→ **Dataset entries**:
———

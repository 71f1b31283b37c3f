//! Custom error types for ridehail
//!
//! Booking guards never fail loudly; these errors only come from the
//! process boundary (terminal, config file, command line input).

use thiserror::Error;

/// Main error type for the ridehail application
#[derive(Error, Debug)]
pub enum RideError {
    /// Ride id not present in the catalog
    #[error("Unknown ride '{ride}'.\n\n  → Available rides: {available}\n  → Run 'ridehail rides' to see the full catalog.")]
    UnknownRide {
        /// The id that was requested
        ride: String,
        /// Comma separated catalog ids
        available: String,
    },

    /// The booking was torn down before a driver was assigned
    #[error("Driver assignment was interrupted before it completed.")]
    DispatchInterrupted,

    /// Configuration error
    #[error("Configuration error: {0}")]
    Config(String),

    /// IO error
    #[error("File operation failed: {0}")]
    Io(#[from] std::io::Error),

    /// JSON serialization error
    #[error("Failed to serialize output: {0}")]
    Json(#[from] serde_json::Error),

    /// TOML deserialization error
    #[error("Configuration file is invalid: {0}\n\n  → Run 'ridehail config path' to locate it.")]
    Toml(String),

    /// Terminal/TUI error
    #[error("Terminal error: {0}\n\n  → Try resizing your terminal or restarting it.")]
    Terminal(String),

    /// Invalid input from user
    #[error("{0}")]
    InvalidInput(String),
}

impl From<toml::de::Error> for RideError {
    fn from(err: toml::de::Error) -> Self {
        RideError::Toml(err.to_string())
    }
}

/// Result type alias using RideError
pub type Result<T> = std::result::Result<T, RideError>;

———

→ **Work order**: In restating the data, begin at its first line, reproduce each line word for word, and conclude with the line that contains "pub enum RideError".

→ **Answer to this task**:
repository 71f1b31283b37c3f
//! Custom error types for ridehail
//!
//! Booking guards never fail loudly; these errors only come from the
//! process boundary (terminal, config file, command line input).

use thiserror::Error;

/// Main error type for the ridehail application
#[derive(Error, Debug)]
pub enum RideError {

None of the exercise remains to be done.